[Collected data]

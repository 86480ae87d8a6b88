//! Entropy source device.
//!
//! Prefers RDRAND when the CPU advertises it; otherwise falls back to
//! mixing timer jitter, via `arch::entropy`. Either way the caller gets
//! 32 bytes per call -- `randomize_buffer` rejects any other length rather
//! than silently truncating or repeating the block.

use alloc::sync::Arc;

use crate::arch::entropy;
use crate::device::{Device, DeviceOps, DeviceType, DriverDescriptor};
use crate::error::{DevError, KernelError};

struct RngDevice;

impl DeviceOps for RngDevice {
    fn randomize_buffer(&self, buf: &mut [u8]) -> Result<(), KernelError> {
        if buf.len() != 32 {
            return Err(KernelError::from(DevError::Unsupported));
        }
        let mut block = [0u8; 32];
        if !entropy::try_hardware_rng(&mut block) {
            entropy::collect_timer_entropy(&mut block);
        }
        buf.copy_from_slice(&block);
        Ok(())
    }
}

fn make_device(
    _bus: Option<&crate::device::pci_bus::BusDevice>,
    _ordinal: usize,
) -> Result<Device, KernelError> {
    Ok(Device::new(
        DeviceType::Rng,
        "entropy",
        0,
        0,
        0,
        0,
        Arc::new(RngDevice),
    ))
}

pub fn register() {
    crate::device::register_driver(DriverDescriptor {
        name: "entropy",
        bus_match: None,
        num_devices: 1,
        factory: make_device,
    });
}
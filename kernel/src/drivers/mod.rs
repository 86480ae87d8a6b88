//! Concrete device drivers.
//!
//! Each submodule registers one `device::DriverDescriptor` with the device
//! manager; none of them talk to hardware the device manager hasn't already
//! found (or, for the wildcard drivers, hardware at all -- a RAM disk, the
//! boot framebuffer snapshot, and the timer-jitter entropy source all exist
//! without a PCI function behind them).

pub mod block;
pub mod e9;
pub mod keyboard;
pub mod rng;
pub mod video;

/// Register every driver this kernel ships with the device manager. Must run
/// before `device::init_devices`.
pub fn register_all() {
    keyboard::register();
    block::register();
    video::register();
    rng::register();
    e9::register();
}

**TO DO**
The expected answer is every line in the data above that carries the string "manager".

**ANSWER TO THIS EXERCISE**
//! manager; none of them talk to hardware the device manager hasn't already
/// Register every driver this kernel ships with the device manager. Must run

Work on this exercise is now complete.